- **Data listing**:
____
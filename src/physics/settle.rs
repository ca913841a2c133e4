//! Phases 2 and 3 - friction/damping, liquid splash, powder resting-angle
//! slides and gas dispersion.

use crate::grid::{clamp_velocity, Cell};
use crate::material::BehaviorType;
use crate::physics::kernel::{ChunkWindow, Probe};
use crate::physics::movement::{effective_dispersion, MoveOutcome};
use crate::physics::{FRICTION_DEN, FRICTION_NUM, LIQUID_SPREAD_DIV, SPLASH_SPEED};

/// Phase 2: damp horizontal velocity and apply impact splash to liquids that
/// just landed.
///
/// Vertical velocity is deliberately left alone: falls are stopped by
/// collisions (phase 1), not by drag, so free-fall timing stays derivable
/// from the gravity accumulation rate.
pub(crate) fn friction(win: &mut ChunkWindow<'_>, outcome: &MoveOutcome) {
    let Some(mut cell) = win.get(outcome.x, outcome.y) else {
        return;
    };
    if cell.is_empty() {
        return;
    }
    let behavior = win.registry().behavior(cell.material);
    if behavior.is_static() {
        return;
    }

    cell.vx = ((cell.vx as i32 * FRICTION_NUM) / FRICTION_DEN) as i8;

    if behavior == BehaviorType::Liquid && outcome.landed {
        // Impact converts into a lateral impulse: a fixed splash kick plus a
        // share of the vertical speed, clamped to the dispersion rate. The
        // sign is random; phase 1 spends the impulse next step.
        let dispersion = effective_dispersion(win.registry().lookup(cell.material).dispersion_rate);
        let extra = outcome.impact as i32 / LIQUID_SPREAD_DIV;
        let impulse = (SPLASH_SPEED + extra).min(dispersion);
        cell.vx = clamp_velocity(win.rng.sign() * impulse);
    }

    win.put(outcome.x, outcome.y, cell);
}

/// Phase 3: resting-angle slides for powders, dispersion for gases.
pub(crate) fn rest(win: &mut ChunkWindow<'_>, x: i32, y: i32, behavior: BehaviorType) {
    match behavior {
        BehaviorType::Powder => powder_slide(win, x, y),
        BehaviorType::Gas => gas_disperse(win, x, y),
        _ => {}
    }
}

/// A supported powder slides one step diagonally when a neighbor column
/// drops away by more than its slide resistance (angle-of-repose
/// approximation).
fn powder_slide(win: &mut ChunkWindow<'_>, x: i32, y: i32) {
    let Some(mut cell) = win.get(x, y) else {
        return;
    };
    let density = win.registry().density(cell.material);
    if !matches!(win.probe(density, x, y + 1), Probe::Blocked) {
        return; // still falling, phase 1 owns it
    }
    let resistance = win.registry().lookup(cell.material).slide_resistance as i32;

    let first = win.rng.sign();
    for dir in [first, -first] {
        let sx = x + dir;
        if !win.is_open(sx, y) {
            continue;
        }
        // Depth of the drop in the neighbor column, capped at one past the
        // resistance threshold.
        let mut drop = 0;
        while drop <= resistance && win.is_open(sx, y + 1 + drop) {
            drop += 1;
        }
        if drop > resistance {
            cell.stamp = win.stamp;
            win.put(x, y, Cell::EMPTY);
            win.put(sx, y + 1, cell);
            return;
        }
    }
}

/// A gas seeks empty space, upward rays before lateral ones (buoyancy),
/// walking as far as its spread distance along the first open ray. Lateral
/// drift is only taken when the destination column lets it keep rising, so
/// gas pooled under a ceiling comes to rest. A gas enclosed on all sides has
/// no open ray and stays put.
fn gas_disperse(win: &mut ChunkWindow<'_>, x: i32, y: i32) {
    let Some(mut cell) = win.get(x, y) else {
        return;
    };
    let spread = effective_dispersion(win.registry().lookup(cell.material).dispersion_rate);
    if spread == 0 {
        return;
    }

    let s = win.rng.sign();
    let rays = [(0, -1), (s, -1), (-s, -1), (s, 0), (-s, 0)];
    for (dx, dy) in rays {
        if !win.is_open(x + dx, y + dy) {
            continue;
        }
        let mut d = 1;
        while d < spread && win.is_open(x + dx * (d + 1), y + dy * (d + 1)) {
            d += 1;
        }
        let (tx, ty) = (x + dx * d, y + dy * d);
        if dy == 0 && !win.is_open(tx, ty - 1) {
            continue; // lateral drift that leads nowhere upward
        }
        cell.stamp = win.stamp;
        win.put(x, y, Cell::EMPTY);
        win.put(tx, ty, cell);
        return;
    }
}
____
Give back every line of the material, exactly as written.

- **Response area**:
filename src/physics/settle.rs
repository ca913841a2c133e4
//! Phases 2 and 3 - friction/damping, liquid splash, powder resting-angle
//! slides and gas dispersion.

use crate::grid::{clamp_velocity, Cell};
use crate::material::BehaviorType;
use crate::physics::kernel::{ChunkWindow, Probe};
use crate::physics::movement::{effective_dispersion, MoveOutcome};
use crate::physics::{FRICTION_DEN, FRICTION_NUM, LIQUID_SPREAD_DIV, SPLASH_SPEED};

/// Phase 2: damp horizontal velocity and apply impact splash to liquids that
/// just landed.
///
/// Vertical velocity is deliberately left alone: falls are stopped by
/// collisions (phase 1), not by drag, so free-fall timing stays derivable
/// from the gravity accumulation rate.
pub(crate) fn friction(win: &mut ChunkWindow<'_>, outcome: &MoveOutcome) {
    let Some(mut cell) = win.get(outcome.x, outcome.y) else {
        return;
    };
    if cell.is_empty() {
        return;
    }
    let behavior = win.registry().behavior(cell.material);
    if behavior.is_static() {
        return;
    }

    cell.vx = ((cell.vx as i32 * FRICTION_NUM) / FRICTION_DEN) as i8;

    if behavior == BehaviorType::Liquid && outcome.landed {
        // Impact converts into a lateral impulse: a fixed splash kick plus a
        // share of the vertical speed, clamped to the dispersion rate. The
        // sign is random; phase 1 spends the impulse next step.
        let dispersion = effective_dispersion(win.registry().lookup(cell.material).dispersion_rate);
        let extra = outcome.impact as i32 / LIQUID_SPREAD_DIV;
        let impulse = (SPLASH_SPEED + extra).min(dispersion);
        cell.vx = clamp_velocity(win.rng.sign() * impulse);
    }

    win.put(outcome.x, outcome.y, cell);
}

/// Phase 3: resting-angle slides for powders, dispersion for gases.
pub(crate) fn rest(win: &mut ChunkWindow<'_>, x: i32, y: i32, behavior: BehaviorType) {
    match behavior {
        BehaviorType::Powder => powder_slide(win, x, y),
        BehaviorType::Gas => gas_disperse(win, x, y),
        _ => {}
    }
}

/// A supported powder slides one step diagonally when a neighbor column
/// drops away by more than its slide resistance (angle-of-repose
/// approximation).
fn powder_slide(win: &mut ChunkWindow<'_>, x: i32, y: i32) {
    let Some(mut cell) = win.get(x, y) else {
        return;
    };
    let density = win.registry().density(cell.material);
    if !matches!(win.probe(density, x, y + 1), Probe::Blocked) {
        return; // still falling, phase 1 owns it
    }
    let resistance = win.registry().lookup(cell.material).slide_resistance as i32;

    let first = win.rng.sign();
    for dir in [first, -first] {
        let sx = x + dir;
        if !win.is_open(sx, y) {
            continue;
        }
        // Depth of the drop in the neighbor column, capped at one past the
        // resistance threshold.
        let mut drop = 0;
        while drop <= resistance && win.is_open(sx, y + 1 + drop) {
            drop += 1;
        }
        if drop > resistance {
            cell.stamp = win.stamp;
            win.put(x, y, Cell::EMPTY);
            win.put(sx, y + 1, cell);
            return;
        }
    }
}

/// A gas seeks empty space, upward rays before lateral ones (buoyancy),
/// walking as far as its spread distance along the first open ray. Lateral
/// drift is only taken when the destination column lets it keep rising, so
/// gas pooled under a ceiling comes to rest. A gas enclosed on all sides has
/// no open ray and stays put.
fn gas_disperse(win: &mut ChunkWindow<'_>, x: i32, y: i32) {
    let Some(mut cell) = win.get(x, y) else {
        return;
    };
    let spread = effective_dispersion(win.registry().lookup(cell.material).dispersion_rate);
    if spread == 0 {
        return;
    }

    let s = win.rng.sign();
    let rays = [(0, -1), (s, -1), (-s, -1), (s, 0), (-s, 0)];
    for (dx, dy) in rays {
        if !win.is_open(x + dx, y + dy) {
            continue;
        }
        let mut d = 1;
        while d < spread && win.is_open(x + dx * (d + 1), y + dy * (d + 1)) {
            d += 1;
        }
        let (tx, ty) = (x + dx * d, y + dy * d);
        if dy == 0 && !win.is_open(tx, ty - 1) {
            continue; // lateral drift that leads nowhere upward
        }
        cell.stamp = win.stamp;
        win.put(x, y, Cell::EMPTY);
        win.put(tx, ty, cell);
        return;
    }
}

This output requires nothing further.